### MATERIAL SUPPLIED
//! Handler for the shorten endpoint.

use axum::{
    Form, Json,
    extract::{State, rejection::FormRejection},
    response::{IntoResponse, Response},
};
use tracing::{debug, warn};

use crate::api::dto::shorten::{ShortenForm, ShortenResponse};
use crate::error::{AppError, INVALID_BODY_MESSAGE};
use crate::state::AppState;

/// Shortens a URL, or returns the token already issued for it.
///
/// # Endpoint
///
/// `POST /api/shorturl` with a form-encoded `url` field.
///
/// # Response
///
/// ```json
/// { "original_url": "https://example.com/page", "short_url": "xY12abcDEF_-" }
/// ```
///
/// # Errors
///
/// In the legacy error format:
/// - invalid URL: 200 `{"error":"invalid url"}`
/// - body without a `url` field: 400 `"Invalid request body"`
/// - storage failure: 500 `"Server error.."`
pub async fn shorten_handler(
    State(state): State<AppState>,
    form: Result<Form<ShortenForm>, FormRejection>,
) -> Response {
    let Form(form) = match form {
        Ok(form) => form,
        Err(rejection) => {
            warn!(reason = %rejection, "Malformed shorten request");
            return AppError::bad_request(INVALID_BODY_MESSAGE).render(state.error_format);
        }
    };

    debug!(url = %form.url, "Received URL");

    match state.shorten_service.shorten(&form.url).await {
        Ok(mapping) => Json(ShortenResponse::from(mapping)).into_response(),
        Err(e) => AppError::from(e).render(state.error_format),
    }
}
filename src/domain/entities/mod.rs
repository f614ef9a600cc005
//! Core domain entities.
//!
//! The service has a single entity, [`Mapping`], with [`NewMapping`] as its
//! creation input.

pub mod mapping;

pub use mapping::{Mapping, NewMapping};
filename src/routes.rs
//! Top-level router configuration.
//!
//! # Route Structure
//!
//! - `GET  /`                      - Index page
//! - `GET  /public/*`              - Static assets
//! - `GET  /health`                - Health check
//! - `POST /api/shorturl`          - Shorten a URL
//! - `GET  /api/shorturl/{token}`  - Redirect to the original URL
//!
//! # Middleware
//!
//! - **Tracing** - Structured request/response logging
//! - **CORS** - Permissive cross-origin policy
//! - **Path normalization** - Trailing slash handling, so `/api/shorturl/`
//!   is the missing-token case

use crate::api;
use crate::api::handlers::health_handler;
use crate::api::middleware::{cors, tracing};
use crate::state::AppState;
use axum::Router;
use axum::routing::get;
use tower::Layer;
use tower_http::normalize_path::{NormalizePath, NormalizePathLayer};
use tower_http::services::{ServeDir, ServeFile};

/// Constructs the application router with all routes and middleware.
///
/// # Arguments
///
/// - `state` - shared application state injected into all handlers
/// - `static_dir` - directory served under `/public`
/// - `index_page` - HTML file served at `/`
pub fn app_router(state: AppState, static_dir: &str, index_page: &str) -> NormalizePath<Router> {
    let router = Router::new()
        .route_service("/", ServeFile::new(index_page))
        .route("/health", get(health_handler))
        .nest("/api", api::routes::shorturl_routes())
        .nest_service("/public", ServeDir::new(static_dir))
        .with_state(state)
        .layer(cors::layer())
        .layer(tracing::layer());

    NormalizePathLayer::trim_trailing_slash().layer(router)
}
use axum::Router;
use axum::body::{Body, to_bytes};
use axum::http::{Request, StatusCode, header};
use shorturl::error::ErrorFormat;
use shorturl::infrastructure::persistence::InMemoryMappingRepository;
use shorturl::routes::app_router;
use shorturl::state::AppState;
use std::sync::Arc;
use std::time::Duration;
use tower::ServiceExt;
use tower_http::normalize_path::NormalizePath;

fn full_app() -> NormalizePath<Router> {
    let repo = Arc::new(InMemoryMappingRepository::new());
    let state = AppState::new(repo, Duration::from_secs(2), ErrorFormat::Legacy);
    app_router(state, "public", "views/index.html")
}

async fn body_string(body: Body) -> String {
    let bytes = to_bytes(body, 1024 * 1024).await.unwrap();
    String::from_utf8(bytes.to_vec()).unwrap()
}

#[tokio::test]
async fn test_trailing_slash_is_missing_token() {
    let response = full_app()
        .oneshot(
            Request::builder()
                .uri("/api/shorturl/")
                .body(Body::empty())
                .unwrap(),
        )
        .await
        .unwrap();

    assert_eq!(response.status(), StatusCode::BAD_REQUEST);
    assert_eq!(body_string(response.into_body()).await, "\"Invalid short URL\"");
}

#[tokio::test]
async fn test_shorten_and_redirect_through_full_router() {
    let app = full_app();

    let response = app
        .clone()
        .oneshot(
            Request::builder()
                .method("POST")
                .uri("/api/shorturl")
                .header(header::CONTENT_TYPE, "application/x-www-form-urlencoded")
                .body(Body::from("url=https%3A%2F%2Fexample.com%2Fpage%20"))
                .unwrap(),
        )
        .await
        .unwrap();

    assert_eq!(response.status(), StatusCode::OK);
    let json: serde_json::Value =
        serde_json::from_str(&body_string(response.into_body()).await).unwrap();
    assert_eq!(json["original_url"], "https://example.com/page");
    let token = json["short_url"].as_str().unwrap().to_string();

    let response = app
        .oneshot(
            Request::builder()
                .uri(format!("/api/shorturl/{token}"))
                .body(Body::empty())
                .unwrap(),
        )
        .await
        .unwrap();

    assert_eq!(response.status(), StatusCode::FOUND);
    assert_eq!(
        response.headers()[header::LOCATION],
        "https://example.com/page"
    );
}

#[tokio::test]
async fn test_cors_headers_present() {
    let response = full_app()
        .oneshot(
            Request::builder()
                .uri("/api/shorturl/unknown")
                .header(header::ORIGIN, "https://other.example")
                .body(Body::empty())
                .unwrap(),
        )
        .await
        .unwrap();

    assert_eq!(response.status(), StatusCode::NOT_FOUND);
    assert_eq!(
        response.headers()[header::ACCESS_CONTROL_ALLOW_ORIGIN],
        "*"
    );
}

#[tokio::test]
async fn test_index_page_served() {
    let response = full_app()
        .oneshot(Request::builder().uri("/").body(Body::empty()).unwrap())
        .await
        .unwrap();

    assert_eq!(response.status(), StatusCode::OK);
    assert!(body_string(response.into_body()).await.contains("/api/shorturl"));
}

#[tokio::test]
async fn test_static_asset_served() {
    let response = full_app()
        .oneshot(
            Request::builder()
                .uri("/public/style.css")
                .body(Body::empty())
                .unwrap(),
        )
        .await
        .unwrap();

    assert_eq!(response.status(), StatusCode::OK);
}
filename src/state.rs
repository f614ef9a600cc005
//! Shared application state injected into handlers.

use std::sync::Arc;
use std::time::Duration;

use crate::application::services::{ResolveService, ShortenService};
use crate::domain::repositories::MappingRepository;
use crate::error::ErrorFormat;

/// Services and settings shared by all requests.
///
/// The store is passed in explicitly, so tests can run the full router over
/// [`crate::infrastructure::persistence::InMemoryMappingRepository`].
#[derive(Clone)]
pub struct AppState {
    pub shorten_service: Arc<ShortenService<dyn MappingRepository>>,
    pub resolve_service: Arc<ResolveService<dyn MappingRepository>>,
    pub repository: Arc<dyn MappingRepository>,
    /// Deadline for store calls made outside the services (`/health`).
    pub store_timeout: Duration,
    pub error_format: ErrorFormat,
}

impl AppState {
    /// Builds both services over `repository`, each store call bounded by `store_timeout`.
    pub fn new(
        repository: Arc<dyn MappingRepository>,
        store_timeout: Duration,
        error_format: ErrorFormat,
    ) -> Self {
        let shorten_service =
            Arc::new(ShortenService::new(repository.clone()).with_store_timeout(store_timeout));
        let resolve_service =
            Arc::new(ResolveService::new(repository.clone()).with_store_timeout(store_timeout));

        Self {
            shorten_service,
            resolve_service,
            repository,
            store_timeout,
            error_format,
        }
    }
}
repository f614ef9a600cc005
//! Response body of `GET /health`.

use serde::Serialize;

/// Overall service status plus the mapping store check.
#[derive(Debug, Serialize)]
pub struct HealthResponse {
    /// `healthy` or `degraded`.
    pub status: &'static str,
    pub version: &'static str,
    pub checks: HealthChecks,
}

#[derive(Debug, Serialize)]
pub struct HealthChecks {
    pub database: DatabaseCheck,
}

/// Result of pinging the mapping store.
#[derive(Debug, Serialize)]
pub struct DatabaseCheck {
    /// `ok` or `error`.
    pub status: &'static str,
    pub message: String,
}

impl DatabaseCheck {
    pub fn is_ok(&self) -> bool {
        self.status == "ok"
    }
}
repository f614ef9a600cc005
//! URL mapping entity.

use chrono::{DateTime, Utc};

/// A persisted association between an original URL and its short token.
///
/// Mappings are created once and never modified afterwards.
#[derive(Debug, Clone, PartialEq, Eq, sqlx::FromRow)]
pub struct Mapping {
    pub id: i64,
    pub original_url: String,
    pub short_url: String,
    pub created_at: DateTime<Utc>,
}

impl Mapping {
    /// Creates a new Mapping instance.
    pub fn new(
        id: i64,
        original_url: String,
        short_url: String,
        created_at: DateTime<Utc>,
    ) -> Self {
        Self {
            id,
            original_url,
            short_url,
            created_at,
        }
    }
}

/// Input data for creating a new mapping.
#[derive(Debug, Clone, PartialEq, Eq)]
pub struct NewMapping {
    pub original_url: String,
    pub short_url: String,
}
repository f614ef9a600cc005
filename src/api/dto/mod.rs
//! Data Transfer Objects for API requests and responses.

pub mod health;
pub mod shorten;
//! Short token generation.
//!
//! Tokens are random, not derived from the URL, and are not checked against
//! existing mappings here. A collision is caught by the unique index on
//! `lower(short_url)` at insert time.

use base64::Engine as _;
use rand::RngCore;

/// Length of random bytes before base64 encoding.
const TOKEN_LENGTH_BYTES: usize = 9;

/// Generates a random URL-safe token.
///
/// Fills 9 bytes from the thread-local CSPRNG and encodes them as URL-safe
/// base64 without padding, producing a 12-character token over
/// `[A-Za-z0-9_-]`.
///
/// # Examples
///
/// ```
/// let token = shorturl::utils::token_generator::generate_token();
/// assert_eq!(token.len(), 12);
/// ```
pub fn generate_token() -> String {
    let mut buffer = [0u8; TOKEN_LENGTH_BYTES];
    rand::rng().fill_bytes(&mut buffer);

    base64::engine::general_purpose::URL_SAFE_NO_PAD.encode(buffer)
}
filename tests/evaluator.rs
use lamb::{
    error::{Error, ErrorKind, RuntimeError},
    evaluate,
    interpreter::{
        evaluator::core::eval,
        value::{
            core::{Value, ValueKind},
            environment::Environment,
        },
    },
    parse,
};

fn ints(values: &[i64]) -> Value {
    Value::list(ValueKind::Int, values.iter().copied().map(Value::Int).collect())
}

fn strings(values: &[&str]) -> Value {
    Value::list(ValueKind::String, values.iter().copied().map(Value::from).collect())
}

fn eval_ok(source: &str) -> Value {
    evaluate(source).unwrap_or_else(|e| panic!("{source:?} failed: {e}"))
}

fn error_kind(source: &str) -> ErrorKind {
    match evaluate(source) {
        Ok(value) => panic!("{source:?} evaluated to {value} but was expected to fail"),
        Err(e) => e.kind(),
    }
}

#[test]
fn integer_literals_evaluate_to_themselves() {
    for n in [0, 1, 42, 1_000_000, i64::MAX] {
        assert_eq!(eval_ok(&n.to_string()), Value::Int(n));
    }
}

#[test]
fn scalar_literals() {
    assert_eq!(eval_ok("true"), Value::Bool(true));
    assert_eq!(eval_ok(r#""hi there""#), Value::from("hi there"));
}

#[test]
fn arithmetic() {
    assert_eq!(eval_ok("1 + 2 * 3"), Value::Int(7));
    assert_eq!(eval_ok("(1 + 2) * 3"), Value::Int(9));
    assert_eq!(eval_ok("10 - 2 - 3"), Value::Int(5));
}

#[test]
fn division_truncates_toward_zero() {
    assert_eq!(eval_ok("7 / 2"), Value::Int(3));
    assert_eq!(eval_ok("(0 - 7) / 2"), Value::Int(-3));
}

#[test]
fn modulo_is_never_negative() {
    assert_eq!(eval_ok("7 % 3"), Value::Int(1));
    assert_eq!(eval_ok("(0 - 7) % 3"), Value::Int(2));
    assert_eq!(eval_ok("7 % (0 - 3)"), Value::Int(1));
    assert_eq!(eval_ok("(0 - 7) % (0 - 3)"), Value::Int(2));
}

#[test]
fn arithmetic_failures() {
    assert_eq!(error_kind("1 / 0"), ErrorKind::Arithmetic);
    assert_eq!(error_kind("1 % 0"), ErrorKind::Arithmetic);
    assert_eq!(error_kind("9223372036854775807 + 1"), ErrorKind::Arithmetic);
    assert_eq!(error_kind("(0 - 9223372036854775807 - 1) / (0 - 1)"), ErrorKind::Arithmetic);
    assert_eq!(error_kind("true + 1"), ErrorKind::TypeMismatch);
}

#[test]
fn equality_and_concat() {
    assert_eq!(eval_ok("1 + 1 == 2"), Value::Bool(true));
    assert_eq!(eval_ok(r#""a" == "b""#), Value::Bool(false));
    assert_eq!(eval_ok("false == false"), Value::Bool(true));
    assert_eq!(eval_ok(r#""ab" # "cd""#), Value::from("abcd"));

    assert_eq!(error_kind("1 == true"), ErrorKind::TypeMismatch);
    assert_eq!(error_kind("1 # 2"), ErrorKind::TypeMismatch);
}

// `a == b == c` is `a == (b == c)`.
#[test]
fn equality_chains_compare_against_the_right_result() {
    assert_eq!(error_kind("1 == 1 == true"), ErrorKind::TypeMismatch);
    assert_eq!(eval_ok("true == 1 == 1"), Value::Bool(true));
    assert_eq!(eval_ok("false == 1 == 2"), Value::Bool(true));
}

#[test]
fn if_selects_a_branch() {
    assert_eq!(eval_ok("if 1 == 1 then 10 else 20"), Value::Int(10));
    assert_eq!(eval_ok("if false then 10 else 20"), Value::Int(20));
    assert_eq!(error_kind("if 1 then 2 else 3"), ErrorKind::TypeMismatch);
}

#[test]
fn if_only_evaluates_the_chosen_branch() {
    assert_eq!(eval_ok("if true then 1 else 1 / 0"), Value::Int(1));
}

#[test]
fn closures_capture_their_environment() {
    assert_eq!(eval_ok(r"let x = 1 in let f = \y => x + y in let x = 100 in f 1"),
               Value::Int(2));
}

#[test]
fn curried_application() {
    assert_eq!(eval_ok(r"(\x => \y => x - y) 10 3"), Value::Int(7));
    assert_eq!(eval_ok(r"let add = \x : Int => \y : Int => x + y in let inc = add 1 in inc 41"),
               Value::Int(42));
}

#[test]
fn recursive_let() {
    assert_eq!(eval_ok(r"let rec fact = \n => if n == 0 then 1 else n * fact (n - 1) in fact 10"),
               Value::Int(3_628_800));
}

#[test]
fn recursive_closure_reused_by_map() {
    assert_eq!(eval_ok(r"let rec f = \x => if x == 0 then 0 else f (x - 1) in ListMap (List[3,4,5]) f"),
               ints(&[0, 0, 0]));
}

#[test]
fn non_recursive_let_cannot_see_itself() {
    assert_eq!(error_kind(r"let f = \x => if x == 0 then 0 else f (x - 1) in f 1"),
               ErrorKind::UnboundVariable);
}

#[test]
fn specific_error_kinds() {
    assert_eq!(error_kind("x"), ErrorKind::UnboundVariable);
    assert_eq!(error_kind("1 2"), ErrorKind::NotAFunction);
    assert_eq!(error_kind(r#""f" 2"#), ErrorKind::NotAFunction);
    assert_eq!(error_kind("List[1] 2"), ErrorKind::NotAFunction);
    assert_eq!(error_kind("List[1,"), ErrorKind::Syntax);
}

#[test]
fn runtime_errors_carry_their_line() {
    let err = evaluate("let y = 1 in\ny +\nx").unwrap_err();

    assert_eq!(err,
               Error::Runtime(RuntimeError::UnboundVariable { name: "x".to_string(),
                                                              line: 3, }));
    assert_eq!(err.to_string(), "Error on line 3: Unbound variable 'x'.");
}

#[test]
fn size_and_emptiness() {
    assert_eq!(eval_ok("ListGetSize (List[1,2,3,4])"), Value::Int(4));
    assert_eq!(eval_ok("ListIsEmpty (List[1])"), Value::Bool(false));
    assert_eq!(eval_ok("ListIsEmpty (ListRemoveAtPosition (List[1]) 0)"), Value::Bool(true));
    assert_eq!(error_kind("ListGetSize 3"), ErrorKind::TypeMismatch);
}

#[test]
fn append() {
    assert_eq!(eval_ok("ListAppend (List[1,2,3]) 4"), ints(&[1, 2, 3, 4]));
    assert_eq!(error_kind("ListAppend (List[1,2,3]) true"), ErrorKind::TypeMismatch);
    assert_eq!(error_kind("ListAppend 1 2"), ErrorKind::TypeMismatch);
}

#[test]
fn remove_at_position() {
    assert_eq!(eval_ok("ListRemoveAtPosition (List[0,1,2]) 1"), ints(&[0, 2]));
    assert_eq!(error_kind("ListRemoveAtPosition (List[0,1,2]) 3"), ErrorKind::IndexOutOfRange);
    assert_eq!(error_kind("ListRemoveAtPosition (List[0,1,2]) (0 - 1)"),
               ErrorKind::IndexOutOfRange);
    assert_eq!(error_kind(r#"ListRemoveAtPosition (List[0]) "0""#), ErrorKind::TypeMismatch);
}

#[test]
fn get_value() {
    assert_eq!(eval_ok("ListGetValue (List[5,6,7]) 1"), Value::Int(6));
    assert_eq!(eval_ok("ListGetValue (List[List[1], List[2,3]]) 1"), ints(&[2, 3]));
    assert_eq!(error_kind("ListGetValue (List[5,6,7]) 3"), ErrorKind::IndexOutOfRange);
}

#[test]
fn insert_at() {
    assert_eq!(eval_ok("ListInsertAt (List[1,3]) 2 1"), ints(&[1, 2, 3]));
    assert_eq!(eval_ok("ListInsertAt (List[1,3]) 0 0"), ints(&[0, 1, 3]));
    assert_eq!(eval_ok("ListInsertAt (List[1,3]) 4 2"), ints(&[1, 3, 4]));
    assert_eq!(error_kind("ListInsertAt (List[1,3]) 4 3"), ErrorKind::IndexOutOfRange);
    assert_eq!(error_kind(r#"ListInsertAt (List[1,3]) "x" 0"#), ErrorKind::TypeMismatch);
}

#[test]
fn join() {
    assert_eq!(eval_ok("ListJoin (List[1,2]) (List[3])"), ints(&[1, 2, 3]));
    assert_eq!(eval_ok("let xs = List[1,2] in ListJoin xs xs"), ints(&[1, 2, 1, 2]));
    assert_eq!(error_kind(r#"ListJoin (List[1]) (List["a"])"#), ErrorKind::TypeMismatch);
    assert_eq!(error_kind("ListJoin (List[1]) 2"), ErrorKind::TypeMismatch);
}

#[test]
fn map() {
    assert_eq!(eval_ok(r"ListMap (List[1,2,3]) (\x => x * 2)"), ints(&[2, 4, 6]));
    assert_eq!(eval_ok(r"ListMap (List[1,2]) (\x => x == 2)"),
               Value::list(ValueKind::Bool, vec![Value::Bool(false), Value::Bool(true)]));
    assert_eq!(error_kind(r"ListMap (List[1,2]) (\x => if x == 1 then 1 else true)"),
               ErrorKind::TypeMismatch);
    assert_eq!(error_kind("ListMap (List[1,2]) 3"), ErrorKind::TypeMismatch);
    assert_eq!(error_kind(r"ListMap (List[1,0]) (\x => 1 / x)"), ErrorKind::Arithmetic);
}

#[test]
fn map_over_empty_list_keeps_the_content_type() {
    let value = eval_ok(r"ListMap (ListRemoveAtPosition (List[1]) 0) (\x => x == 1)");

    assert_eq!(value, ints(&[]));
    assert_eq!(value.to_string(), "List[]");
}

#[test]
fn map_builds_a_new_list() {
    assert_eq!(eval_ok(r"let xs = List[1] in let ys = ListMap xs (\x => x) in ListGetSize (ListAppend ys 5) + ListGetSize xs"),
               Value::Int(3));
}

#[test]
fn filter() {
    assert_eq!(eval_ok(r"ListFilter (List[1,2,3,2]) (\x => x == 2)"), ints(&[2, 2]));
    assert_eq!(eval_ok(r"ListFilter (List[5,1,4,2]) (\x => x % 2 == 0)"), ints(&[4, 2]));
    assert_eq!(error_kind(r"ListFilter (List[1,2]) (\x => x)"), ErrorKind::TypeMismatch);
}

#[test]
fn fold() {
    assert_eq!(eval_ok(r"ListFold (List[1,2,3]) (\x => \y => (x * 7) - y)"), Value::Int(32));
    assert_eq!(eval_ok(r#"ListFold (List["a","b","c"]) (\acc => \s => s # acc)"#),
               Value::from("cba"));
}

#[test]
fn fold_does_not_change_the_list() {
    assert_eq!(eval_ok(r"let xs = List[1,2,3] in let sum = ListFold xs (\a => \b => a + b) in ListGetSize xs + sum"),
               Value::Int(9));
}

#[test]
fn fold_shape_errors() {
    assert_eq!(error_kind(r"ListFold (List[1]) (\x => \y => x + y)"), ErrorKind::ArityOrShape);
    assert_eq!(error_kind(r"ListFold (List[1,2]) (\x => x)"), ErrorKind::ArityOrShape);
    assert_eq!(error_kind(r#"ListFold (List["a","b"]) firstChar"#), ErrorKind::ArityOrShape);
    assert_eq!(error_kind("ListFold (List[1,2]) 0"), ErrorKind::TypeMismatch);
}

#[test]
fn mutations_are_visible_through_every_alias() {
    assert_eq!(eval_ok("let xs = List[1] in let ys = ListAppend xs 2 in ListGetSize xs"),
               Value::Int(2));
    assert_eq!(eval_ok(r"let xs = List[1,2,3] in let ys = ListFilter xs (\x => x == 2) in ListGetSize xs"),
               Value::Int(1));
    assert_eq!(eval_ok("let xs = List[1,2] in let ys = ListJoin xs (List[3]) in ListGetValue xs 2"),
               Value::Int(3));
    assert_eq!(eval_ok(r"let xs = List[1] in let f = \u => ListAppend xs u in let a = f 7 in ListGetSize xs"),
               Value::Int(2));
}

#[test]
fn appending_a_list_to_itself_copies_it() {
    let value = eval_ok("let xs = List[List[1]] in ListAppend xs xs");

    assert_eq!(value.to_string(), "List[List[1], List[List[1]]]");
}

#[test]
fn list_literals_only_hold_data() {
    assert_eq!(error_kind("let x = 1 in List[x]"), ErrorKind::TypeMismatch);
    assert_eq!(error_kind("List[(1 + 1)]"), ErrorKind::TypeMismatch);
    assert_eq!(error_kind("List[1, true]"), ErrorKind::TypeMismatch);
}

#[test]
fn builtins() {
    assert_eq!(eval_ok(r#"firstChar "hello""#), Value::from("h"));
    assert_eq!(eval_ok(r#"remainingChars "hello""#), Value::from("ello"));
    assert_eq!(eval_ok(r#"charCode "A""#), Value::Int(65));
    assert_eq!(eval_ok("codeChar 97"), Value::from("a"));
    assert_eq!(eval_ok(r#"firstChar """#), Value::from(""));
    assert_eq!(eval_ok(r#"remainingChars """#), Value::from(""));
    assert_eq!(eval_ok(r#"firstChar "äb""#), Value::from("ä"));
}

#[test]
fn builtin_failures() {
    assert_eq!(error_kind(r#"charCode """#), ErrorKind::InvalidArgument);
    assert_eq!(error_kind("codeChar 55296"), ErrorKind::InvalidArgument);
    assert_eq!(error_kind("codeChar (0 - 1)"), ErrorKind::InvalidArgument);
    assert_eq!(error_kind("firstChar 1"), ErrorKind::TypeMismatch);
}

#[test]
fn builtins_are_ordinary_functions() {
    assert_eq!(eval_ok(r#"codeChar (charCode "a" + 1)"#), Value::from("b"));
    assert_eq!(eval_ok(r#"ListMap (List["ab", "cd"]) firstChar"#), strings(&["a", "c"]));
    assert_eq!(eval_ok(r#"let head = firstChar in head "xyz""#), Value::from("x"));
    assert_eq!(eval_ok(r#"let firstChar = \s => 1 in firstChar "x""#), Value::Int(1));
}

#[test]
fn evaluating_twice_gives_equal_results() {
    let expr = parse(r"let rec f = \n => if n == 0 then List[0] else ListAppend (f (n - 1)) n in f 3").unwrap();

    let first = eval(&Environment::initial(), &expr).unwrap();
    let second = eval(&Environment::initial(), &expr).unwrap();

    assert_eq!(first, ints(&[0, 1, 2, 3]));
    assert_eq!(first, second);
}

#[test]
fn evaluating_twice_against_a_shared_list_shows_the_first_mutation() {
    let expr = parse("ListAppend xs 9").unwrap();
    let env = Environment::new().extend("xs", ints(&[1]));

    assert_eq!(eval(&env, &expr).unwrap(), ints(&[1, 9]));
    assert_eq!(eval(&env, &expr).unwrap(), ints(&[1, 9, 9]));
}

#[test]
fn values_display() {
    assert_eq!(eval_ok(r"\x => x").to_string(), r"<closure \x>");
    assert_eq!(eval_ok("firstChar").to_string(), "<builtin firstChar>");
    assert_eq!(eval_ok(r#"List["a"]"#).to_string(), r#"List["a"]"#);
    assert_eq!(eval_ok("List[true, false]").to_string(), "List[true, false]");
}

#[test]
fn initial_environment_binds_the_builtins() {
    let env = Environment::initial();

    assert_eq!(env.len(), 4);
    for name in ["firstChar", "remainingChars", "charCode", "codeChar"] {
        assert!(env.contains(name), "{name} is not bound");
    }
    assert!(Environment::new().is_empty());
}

### AIM OF THE TASK
Begin at the first line of the entries above and copy every line exactly, ending with the line that contains "invalid URL: 200".

### RESULT FOR THIS EXERCISE
//! Handler for the shorten endpoint.

use axum::{
    Form, Json,
    extract::{State, rejection::FormRejection},
    response::{IntoResponse, Response},
};
use tracing::{debug, warn};

use crate::api::dto::shorten::{ShortenForm, ShortenResponse};
use crate::error::{AppError, INVALID_BODY_MESSAGE};
use crate::state::AppState;

/// Shortens a URL, or returns the token already issued for it.
///
/// # Endpoint
///
/// `POST /api/shorturl` with a form-encoded `url` field.
///
/// # Response
///
/// ```json
/// { "original_url": "https://example.com/page", "short_url": "xY12abcDEF_-" }
/// ```
///
/// # Errors
///
/// In the legacy error format:
/// - invalid URL: 200 `{"error":"invalid url"}`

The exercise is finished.